Some kids grow up wanting to be a fire-fighter, a police officer, teacher or doctor. I wanted to be Mr. Rogers. No eight-year-old will tell you she wants to be a manager when she grows up (and if she does, get her into therapy top speed). Yet there are more managers than there are fire-fighters, police officers, teachers and doctors combined by a factor of ten or more.
So how does this happen?
If management were a profession like others, someone would go to school to study the vocation of management, apprentice for some period of time, and then be deemed fully capable of executing as a manager. MBA schools have failed to do this effectively, and the vast majority of companies develop their managers in a haphazard fashion.
Most people end up as managers by going into to some line of work for which they show some aptitude, and then are promoted to oversee others doing similar work. Somewhere along the line, they might take a course or two, and some companies may even send their high potential new managers to business school.
Most organizations make the critical mistake of assuming that because someone is a proficient practitioner of a certain trade that she will be a good manager. Organizations need to change their focus away from the technical aspects of a particular function (or group of functions), and instead focus on what skills a manager will need to be successful in that environment.

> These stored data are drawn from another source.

//! set up migrations

use anyhow::anyhow;
use diesel::{Connection, SqliteConnection, connection::SimpleConnection};
use diesel_migrations::{EmbeddedMigrations, MigrationHarness, embed_migrations};

use crate::db::connection::sqlite_path;

/// Embedded Diesel migrations bundled with this crate.
///
/// These are applied by [`run_sqlite`] to bring the database schema up to date,
/// including the seeded species catalog.
pub const MIGRATIONS: EmbeddedMigrations = embed_migrations!("migrations");

/// Runs pending Diesel migrations on a SQLite database at the given URL or path.
///
/// This sets the SQLite journal mode to WAL and applies all embedded migrations,
/// returning an error on failure.
pub fn run_sqlite(url: &str) -> anyhow::Result<()> {
    let mut conn = SqliteConnection::establish(sqlite_path(url))?;
    conn.batch_execute("PRAGMA journal_mode=WAL; PRAGMA foreign_keys=ON;")?;
    conn.run_pending_migrations(MIGRATIONS)
        .map_err(|e| anyhow!(e))?;

    Ok(())
}

#[cfg(test)]
mod test {
    use super::*;

    #[test]
    fn migrations_apply_on_temp_file() {
        let temp = tempfile::NamedTempFile::new().unwrap();
        let path = temp.path().to_string_lossy().to_string();

        run_sqlite(&path).expect("migration run");
        // Second run is a no-op.
        run_sqlite(&path).expect("migration rerun");

        let mut conn = SqliteConnection::establish(&path).unwrap();
        conn.batch_execute(
            "INSERT INTO daily_report (report_date, tours, status, fetched_at, source_url, checksum)
             VALUES ('2025-08-12', 14, 'ok', '2025-08-12T01:00:00.000Z', 'x', 'y')",
        )
        .unwrap();
    }
}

If more than half that list of competencies is focused on technical aspects of the industry or job, then it has been done wrong.
Don’t get me wrong: I’m not a big fan of pulling people with no industry experience, and placing them in key management positions. I don’t think this approach has worked very often. If organizations are serious about having great management, then they need to select people for management positions with the core competencies required to manage in that environment, and then continually develop them.
Either that, or select tall guys with brown hair, who wear blue shirts. That works too.